-- Description of the task --
Going through the entries below, tally the lines that hold the word "failed" and state the result alone.

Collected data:
*** Begin section ***
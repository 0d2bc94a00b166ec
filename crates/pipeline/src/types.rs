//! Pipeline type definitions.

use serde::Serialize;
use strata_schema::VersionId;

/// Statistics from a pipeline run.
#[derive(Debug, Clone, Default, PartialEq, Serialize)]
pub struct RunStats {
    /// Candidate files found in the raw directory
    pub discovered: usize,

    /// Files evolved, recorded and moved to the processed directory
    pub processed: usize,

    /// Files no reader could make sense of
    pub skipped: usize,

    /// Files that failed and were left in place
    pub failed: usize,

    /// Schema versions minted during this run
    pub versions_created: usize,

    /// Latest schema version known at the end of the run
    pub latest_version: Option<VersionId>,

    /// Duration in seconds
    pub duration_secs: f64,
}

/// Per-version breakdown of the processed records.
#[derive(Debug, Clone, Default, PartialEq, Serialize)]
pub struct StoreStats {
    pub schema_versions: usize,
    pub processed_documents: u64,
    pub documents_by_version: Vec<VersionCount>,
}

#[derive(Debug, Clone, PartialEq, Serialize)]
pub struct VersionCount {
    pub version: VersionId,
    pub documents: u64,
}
*** End section ***
-- Answer box --
2